Establishing Output Directories

We first wish to establish the output directories and sketch serialization directory paths. In order to set up the paths across all necessary source files, we provide a shell script:

./set_output_dir.sh

NOTE: this script should be executed once and only once. Experiments may be run multuple times.

Finally, we will also need to give ownership of the output directory to the default user which will be your username or _postgres, depending on what works for your system.

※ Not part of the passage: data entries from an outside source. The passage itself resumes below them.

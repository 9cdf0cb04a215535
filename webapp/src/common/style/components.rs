pub const BASE_COMPONENTS: &str = r#"
/* Base Component Styles */

/* Buttons */
.btn {
  display: inline-flex;
  align-items: center;
  justify-content: center;
  gap: var(--space-2);
  padding: var(--space-3) var(--space-6);
  border-radius: var(--radius-md);
  font-weight: 500;
  cursor: pointer;
  transition: background-color var(--transition-fast) var(--easing-standard),
              transform var(--transition-fast) var(--easing-standard),
              box-shadow var(--transition-fast) var(--easing-standard);
  border: none;
  outline: none;
  color: var(--text-inverse);
}

.btn:focus {
  box-shadow: 0 0 0 3px rgba(59, 130, 246, 0.3);
}

.btn:active {
  transform: translateY(1px);
}

.btn-primary {
  background-color: var(--primary);
}

.btn-primary:hover {
  background-color: var(--primary-dark);
}

.btn-dark {
  background-color: var(--neutral-800);
}

.portfolio.dark .btn-dark {
  background-color: var(--neutral-700);
}

.btn-dark:hover {
  background-color: var(--neutral-600);
}

.btn-round {
  display: inline-flex;
  align-items: center;
  justify-content: center;
  padding: var(--space-3);
  border-radius: var(--radius-full);
  border: none;
  cursor: pointer;
  background-color: var(--neutral-200);
  color: var(--neutral-700);
  transition: background-color var(--transition-normal) var(--easing-standard);
}

.btn-round:hover {
  background-color: var(--neutral-300);
  text-decoration: none;
}

.portfolio.dark .btn-round {
  background-color: var(--neutral-800);
  color: var(--text-primary);
}

.portfolio.dark .btn-round:hover {
  background-color: var(--neutral-700);
}

/* Cards */
.card {
  background-color: var(--surface);
  border-radius: var(--radius-lg);
  box-shadow: var(--shadow-lg);
  padding: var(--space-6);
  transition: transform var(--transition-normal) var(--easing-standard),
              box-shadow var(--transition-normal) var(--easing-standard);
}

.card.lift:hover {
  transform: translateY(-8px);
}

.card:hover {
  box-shadow: var(--shadow-xl);
}

/* Bullet lists */
.dot-list {
  list-style: none;
  display: flex;
  flex-direction: column;
  gap: var(--space-3);
}

.dot-list li {
  display: flex;
  align-items: center;
}

.dot-list li::before {
  content: "";
  width: 8px;
  height: 8px;
  border-radius: var(--radius-full);
  background-color: var(--primary);
  margin-right: var(--space-3);
  flex-shrink: 0;
}

/* Form Elements */
.form-group {
  display: flex;
  flex-direction: column;
}

.form-label {
  display: block;
  margin-bottom: var(--space-2);
  font-weight: 500;
}

.form-input,
.form-textarea {
  width: 100%;
  padding: var(--space-3) var(--space-4);
  border: 1px solid var(--border);
  border-radius: var(--radius-md);
  background-color: var(--surface);
  color: var(--text-primary);
  transition: border-color var(--transition-fast) var(--easing-standard),
              box-shadow var(--transition-fast) var(--easing-standard);
}

.form-input:focus,
.form-textarea:focus {
  border-color: var(--border-focus);
  box-shadow: 0 0 0 2px var(--primary);
  outline: none;
}

.form-textarea {
  min-height: 128px;
  resize: vertical;
}

/* Icons */
.icon::before {
  display: inline-block;
  width: 20px;
  text-align: center;
  line-height: 1;
}

.icon-github::before { content: "\1F431"; }
.icon-linkedin::before { content: "in"; font-weight: 700; }
.icon-mail::before { content: "\2709"; }
.icon-phone::before { content: "\260E"; }
.icon-calendar::before { content: "\1F4C5"; }
.icon-code::before { content: "</>"; font-weight: 700; }
.icon-star::before { content: "\2605"; }
.icon-sun::before { content: "\2600"; }
.icon-moon::before { content: "\263E"; }
.icon-arrow::before { content: "\2192"; }
.icon-external::before { content: "\2197"; }
.icon-chevron-up::before { content: "\2303"; }

/* Layout utilities */
.container {
  width: 100%;
  max-width: var(--container-width);
  margin: 0 auto;
  padding: 0 var(--space-6);
}
"#;
use anyhow::{Context, Result};
use serde::{Deserialize, Serialize};
use tracing::{Level, debug, instrument};

use crate::{
    content::{Certification, Highlight, Profile, Project, SkillCategory, TimelineEntry},
    scroll::ScrollConfig,
};

// the copy for the page is compiled into the binary
pub const SITE_TOML: &str = include_str!("../site.toml");

// portfolio configuration
//
// this struct holds the layout tunables along with all of the page content
#[derive(Clone, Debug, Deserialize, PartialEq, Serialize)]
pub struct SiteConfig {
    #[serde(default)]
    pub scroll: ScrollConfig,

    pub profile: Profile,
    pub highlights: Vec<Highlight>,
    pub skills: Vec<SkillCategory>,
    pub experience: Vec<TimelineEntry>,
    pub projects: Vec<Project>,
    pub certifications: Vec<Certification>,
}

// in order to extract the config table from a larger document, we need to specify it
// as a subtable of the root node, i.e. a substruct
#[derive(Debug, Deserialize, Serialize)]
struct TomlConfigFile {
    config: SiteConfig,
}

#[instrument(level=Level::DEBUG, skip(doc))]
pub fn read_config(doc: &str) -> Result<SiteConfig> {
    debug!("parsing site config");

    let data: TomlConfigFile = toml::from_str(doc).context("failed to parse site config")?;

    debug!(
        {
            skills = data.config.skills.len(),
            experience = data.config.experience.len(),
            projects = data.config.projects.len()
        },
        "successfully parsed site config"
    );
    Ok(data.config)
}

pub fn site_config() -> Result<SiteConfig> {
    read_config(SITE_TOML)
}

#[cfg(test)]
mod tests {
    use super::*;

    #[test]
    fn embedded_config_parses() {
        let config = site_config().unwrap();

        assert_eq!(config.scroll, ScrollConfig::default());
        assert_eq!(config.profile.full_name(), "Abhishek Kumar");
        assert_eq!(config.highlights.len(), 4);
        assert_eq!(config.skills.len(), 4);
        assert_eq!(config.experience.len(), 4);
        assert_eq!(config.projects.len(), 5);
        assert_eq!(config.certifications.len(), 4);
    }

    #[test]
    fn scroll_table_is_optional() {
        let doc = SITE_TOML.replace("[config.scroll]", "[unused]");
        let config = read_config(&doc).unwrap();

        assert_eq!(config.scroll, ScrollConfig::default());
    }

    #[test]
    fn partial_scroll_table_keeps_defaults() {
        let doc = SITE_TOML
            .replace("activation_line = 150.0", "activation_line = 200.0")
            .replace("scroll_margin = 80.0\n", "");
        let config = read_config(&doc).unwrap();

        assert_eq!(config.scroll.activation_line, 200.0);
        assert_eq!(config.scroll.scroll_margin, 80.0);
    }

    #[test]
    fn malformed_config_is_an_error() {
        let err = read_config("[config]\nprofile = 3").unwrap_err();
        assert!(err.to_string().contains("failed to parse site config"));
    }
}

sudo chown -R <username> output
sudo chmod -R 777 output

Modified Postgres Instance

Postgres Installation

First, navigate to the postgres directory:

cd postgresql-9.6.6/

The modified postgres source code may be installed in the same manner as with a normal postgres instance (only the 64 bit is required). Note that if you run

make distclean
make

there may be errors of missing rules to make targets when running make. Just reclone the repo and try again or redownload the postgres-9.6.6 folder and modify that paths to info.txt and log.txt in postgresql-9.6.6/src/optimizer/path/costsize.c.

We suggest finding a more comprehensive guide to building postgres from source that is specific to the reader's OS. We found the following guides helpful:

  • Linux
  • OSX: We failed to find a relaible guide online so we include our installation process below.
  • Windows [Note: the remainder of this guide will assume access to a unix command line]

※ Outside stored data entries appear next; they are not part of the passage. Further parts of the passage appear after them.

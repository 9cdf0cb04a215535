use chrono::{Datelike, Local};
use serde::{Deserialize, Serialize};

// static page content
//
// every struct here is deserialized from the embedded site.toml and handed to the views as
// immutable props, hence the PartialEq derives

#[derive(Clone, Debug, Deserialize, PartialEq, Serialize)]
pub struct Profile {
    pub first_name: String,
    pub last_name: String,
    pub headline: String,
    pub greeting: String,
    pub intro: String,
    pub bio: Vec<String>,
    pub email: String,
    pub phone: String,
    pub portrait: String,
    pub workspace_image: String,
    pub github: SocialLink,
    pub linkedin: SocialLink,
}

impl Profile {
    pub fn full_name(&self) -> String {
        format!("{} {}", self.first_name, self.last_name)
    }

    pub fn mailto(&self) -> String {
        format!("mailto:{}", self.email)
    }

    pub fn tel(&self) -> String {
        format!("tel:{}", self.phone)
    }

    pub fn copyright(&self, year: i32) -> String {
        format!("© {year} {}. All rights reserved.", self.full_name())
    }

    // all outbound contact points, in the order the contact section lists them
    pub fn contact_links(&self) -> Vec<ContactLink> {
        vec![
            ContactLink {
                kind: ContactKind::Email,
                href: self.mailto(),
                text: self.email.clone(),
            },
            ContactLink {
                kind: ContactKind::Phone,
                href: self.tel(),
                text: self.phone.clone(),
            },
            ContactLink {
                kind: ContactKind::GitHub,
                href: self.github.url.clone(),
                text: self.github.display.clone(),
            },
            ContactLink {
                kind: ContactKind::LinkedIn,
                href: self.linkedin.url.clone(),
                text: self.linkedin.display.clone(),
            },
        ]
    }
}

#[derive(Clone, Debug, Deserialize, PartialEq, Serialize)]
pub struct SocialLink {
    pub url: String,
    pub display: String,
}

#[derive(Clone, Copy, Debug, Eq, PartialEq)]
pub enum ContactKind {
    Email,
    Phone,
    GitHub,
    LinkedIn,
}

impl ContactKind {
    pub fn label(self) -> &'static str {
        match self {
            ContactKind::Email => "Email",
            ContactKind::Phone => "Phone",
            ContactKind::GitHub => "GitHub",
            ContactKind::LinkedIn => "LinkedIn",
        }
    }

    pub fn icon(self) -> &'static str {
        match self {
            ContactKind::Email => "icon-mail",
            ContactKind::Phone => "icon-phone",
            ContactKind::GitHub => "icon-github",
            ContactKind::LinkedIn => "icon-linkedin",
        }
    }

    // web profiles open in a new tab, mailto/tel are handed to the os
    pub fn is_external(self) -> bool {
        matches!(self, ContactKind::GitHub | ContactKind::LinkedIn)
    }
}

#[derive(Clone, Debug, PartialEq)]
pub struct ContactLink {
    pub kind: ContactKind,
    pub href: String,
    pub text: String,
}

// one of the stat cards in the about section
#[derive(Clone, Debug, Deserialize, PartialEq, Serialize)]
pub struct Highlight {
    pub title: String,
    pub caption: String,
    pub icon: String,
}

#[derive(Clone, Debug, Deserialize, PartialEq, Serialize)]
pub struct SkillCategory {
    pub title: String,
    pub skills: Vec<String>,
}

#[derive(Clone, Debug, Deserialize, PartialEq, Serialize)]
pub struct TimelineEntry {
    pub company: String,
    pub role: String,
    pub period: String,
    pub description: String,
}

#[derive(Clone, Copy, Debug, Eq, PartialEq)]
pub enum TimelineSide {
    Left,
    Right,
}

impl TimelineSide {
    // entries alternate, starting on the left
    pub fn for_index(index: usize) -> Self {
        if index % 2 == 0 {
            TimelineSide::Left
        } else {
            TimelineSide::Right
        }
    }

    pub fn as_str(self) -> &'static str {
        match self {
            TimelineSide::Left => "left",
            TimelineSide::Right => "right",
        }
    }
}

#[derive(Clone, Debug, Deserialize, PartialEq, Serialize)]
pub struct Project {
    pub title: String,
    pub tech: String,
    pub features: Vec<String>,
    pub image: String,
}

#[derive(Clone, Debug, Deserialize, PartialEq, Serialize)]
pub struct Certification {
    pub title: String,
    pub issuer: String,
}

impl Certification {
    pub fn issued_by(&self) -> String {
        format!("Issued by {}", self.issuer)
    }
}

pub fn current_year() -> i32 {
    Local::now().year()
}

#[cfg(test)]
mod tests {
    use super::*;

    fn profile() -> Profile {
        Profile {
            first_name: "Ada".into(),
            last_name: "Lovelace".into(),
            headline: "Analyst".into(),
            greeting: "Hello, I'm".into(),
            intro: "intro".into(),
            bio: vec![],
            email: "ada@example.com".into(),
            phone: "5550100".into(),
            portrait: "/assets/portrait.jpg".into(),
            workspace_image: "/assets/workspace.jpg".into(),
            github: SocialLink {
                url: "https://github.com/ada".into(),
                display: "github.com/ada".into(),
            },
            linkedin: SocialLink {
                url: "https://linkedin.com/in/ada".into(),
                display: "linkedin.com/in/ada".into(),
            },
        }
    }

    #[test]
    fn contact_links() {
        let links = profile().contact_links();

        let hrefs: Vec<&str> = links.iter().map(|l| l.href.as_str()).collect();
        assert_eq!(
            hrefs,
            [
                "mailto:ada@example.com",
                "tel:5550100",
                "https://github.com/ada",
                "https://linkedin.com/in/ada"
            ]
        );

        let external: Vec<bool> = links.iter().map(|l| l.kind.is_external()).collect();
        assert_eq!(external, [false, false, true, true]);
    }

    #[test]
    fn copyright_line() {
        assert_eq!(
            profile().copyright(2025),
            "© 2025 Ada Lovelace. All rights reserved."
        );
    }

    #[test]
    fn timeline_alternates() {
        let sides: Vec<TimelineSide> = (0..4).map(TimelineSide::for_index).collect();
        assert_eq!(
            sides,
            [
                TimelineSide::Left,
                TimelineSide::Right,
                TimelineSide::Left,
                TimelineSide::Right
            ]
        );
    }
}
use std::{cell::RefCell, rc::Rc};

use dioxus::prelude::*;
use portfolio_common::{PageState, ScrollStateDeriver, SectionId, SiteConfig, UiFlags};
use tracing::{error, info};

use crate::{
    about::About,
    common::dom::{BrowserViewport, ScrollSubscription},
    components::navigation::NavBar,
    contact::Contact,
    experience::Experience,
    footer::Footer,
    home::Hero,
    projects::{Certifications, Projects},
    skills::Skills,
};

fn scroll_to_section(deriver: &ScrollStateDeriver, section: SectionId) {
    match BrowserViewport::new() {
        Ok(viewport) => {
            deriver.scroll_to_section(section.anchor(), &viewport);
        }
        Err(err) => error!("failed to scroll to {section}: {err}"),
    }
}

// install the window scroll listener for the lifetime of the calling component
//
// every event updates the page state and publishes the flags only when they changed, so
// plain scrolling within a section doesn't re-render anything
fn use_scroll_tracking(
    page: Rc<RefCell<PageState>>,
    deriver: ScrollStateDeriver,
    flags: Signal<UiFlags>,
) -> Option<Rc<ScrollSubscription>> {
    use_hook(move || {
        let mut flags = flags;

        let subscription = BrowserViewport::new().and_then(|viewport| {
            ScrollSubscription::install(move || {
                let offset = viewport.scroll_y();

                let mut page = page.borrow_mut();
                if page.handle_scroll(offset, &deriver, &viewport) {
                    flags.set(page.flags);
                }
            })
        });

        match subscription {
            Ok(subscription) => Some(Rc::new(subscription)),
            Err(err) => {
                error!("scroll tracking disabled: {err}");
                None
            }
        }
    })
}

#[component]
pub fn Portfolio(site: Rc<SiteConfig>) -> Element {
    let deriver = ScrollStateDeriver::new(site.scroll);

    let page = use_hook(|| {
        info!("mounting portfolio");
        Rc::new(RefCell::new(PageState::default()))
    });
    let mut flags = use_signal(UiFlags::default);

    use_scroll_tracking(page.clone(), deriver, flags);

    let toggle_theme = move |_: ()| {
        let mut page = page.borrow_mut();
        page.toggle_dark_mode();
        flags.set(page.flags);
    };

    let navigate = move |section: SectionId| scroll_to_section(&deriver, section);

    let current = flags();
    let profile = &site.profile;

    rsx! {
        div { class: "portfolio {current.theme()}",
            NavBar {
                flags: current,
                first_name: profile.first_name.clone(),
                last_name: profile.last_name.clone(),
                on_navigate: navigate,
                on_toggle_theme: toggle_theme,
            }

            Hero { profile: profile.clone(), on_navigate: navigate }
            About {
                profile: profile.clone(),
                highlights: site.highlights.clone(),
            }
            Skills { categories: site.skills.clone() }
            Experience { entries: site.experience.clone() }
            Projects { projects: site.projects.clone() }
            Certifications { certifications: site.certifications.clone() }
            Contact { profile: profile.clone() }
            Footer { profile: profile.clone(), on_navigate: navigate }
        }
    }
}
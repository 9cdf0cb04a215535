use dioxus::prelude::*;
use portfolio_common::content::{
    Certification, ContactKind, Project, SkillCategory, TimelineEntry, TimelineSide,
};

#[component]
pub fn SectionHeading(title: String) -> Element {
    rsx! {
        div { class: "section-heading",
            h2 { class: "section-title", "{title}" }
            div { class: "section-rule" }
        }
    }
}

#[component]
pub fn IconBadge(icon: String, #[props(default)] class: String) -> Element {
    rsx! {
        div { class: "icon-badge {class}",
            span { class: "icon {icon}" }
        }
    }
}

// a round icon button per link, as shown in the hero and the footer
#[component]
pub fn SocialLinks(links: Vec<(ContactKind, String)>) -> Element {
    rsx! {
        div { class: "social-links",
            for (kind, href) in links {
                a {
                    key: "{href}",
                    class: "btn-round",
                    href: "{href}",
                    target: if kind.is_external() { "_blank" } else { "_self" },
                    rel: if kind.is_external() { "noopener noreferrer" } else { "" },
                    "aria-label": "{kind.label()}",
                    span { class: "icon {kind.icon()}" }
                }
            }
        }
    }
}

#[component]
pub fn SkillCard(category: SkillCategory) -> Element {
    rsx! {
        div { class: "card lift",
            h3 { class: "card-title", "{category.title}" }
            ul { class: "dot-list",
                for skill in category.skills.iter() {
                    li { key: "{skill}", "{skill}" }
                }
            }
        }
    }
}

#[derive(Clone, PartialEq, Props)]
pub struct TimelineItemProps {
    entry: TimelineEntry,
    side: TimelineSide,
}

#[component]
pub fn TimelineItem(props: TimelineItemProps) -> Element {
    let entry = props.entry;

    rsx! {
        div { class: "timeline-item {props.side.as_str()}",
            div { class: "timeline-card-slot",
                div { class: "card",
                    h3 { class: "timeline-company", "{entry.company}" }
                    p { class: "timeline-role", "{entry.role}" }
                    p { class: "timeline-period", "{entry.period}" }
                    p { "{entry.description}" }
                }
            }
            div { class: "timeline-marker" }
            div { class: "timeline-spacer" }
        }
    }
}

#[component]
pub fn ProjectCard(project: Project) -> Element {
    rsx! {
        div { class: "card project-card",
            div { class: "project-media",
                img { src: "{project.image}", alt: "{project.title}" }
                div { class: "project-overlay",
                    button { class: "btn btn-primary", r#type: "button",
                        "View Details"
                        span { class: "icon icon-external" }
                    }
                }
            }

            div { class: "project-body",
                h3 { class: "card-title", "{project.title}" }
                p { class: "project-tech", "{project.tech}" }

                h4 { class: "project-features-title", "Key Features:" }
                ul { class: "dot-list",
                    for feature in project.features.iter() {
                        li { key: "{feature}", "{feature}" }
                    }
                }
            }
        }
    }
}

#[component]
pub fn CertificationCard(certification: Certification) -> Element {
    rsx! {
        div { class: "card lift",
            IconBadge { icon: "icon-star".to_string(), class: "cert-badge".to_string() }
            h3 { class: "card-title", "{certification.title}" }
            p { class: "cert-issuer", "{certification.issued_by()}" }
        }
    }
}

On Mac, the following commands worked.

./configure
sudo make
sudo make install
sudo mkdir /usr/local/pgsql/data
sudo chown <username> /usr/local/pgsql/data
cd /usr/local/pgsql/bin/
/usr/local/pgsql/bin/initdb -D /usr/local/pgsql/data
/usr/local/pgsql/bin/pg_ctl -D /usr/local/pgsql/data/ start

Return to the home directory.

cd ..

Data Upload

You may clone our imdb database instance by first downloading the compressed database and unpacking. The copressed data is available on s3. Readers are also welcome to use newer/older versions of the imdb dataset. Bash script populate_job.sh will populate the imdb database or the reader may execute the commands separately.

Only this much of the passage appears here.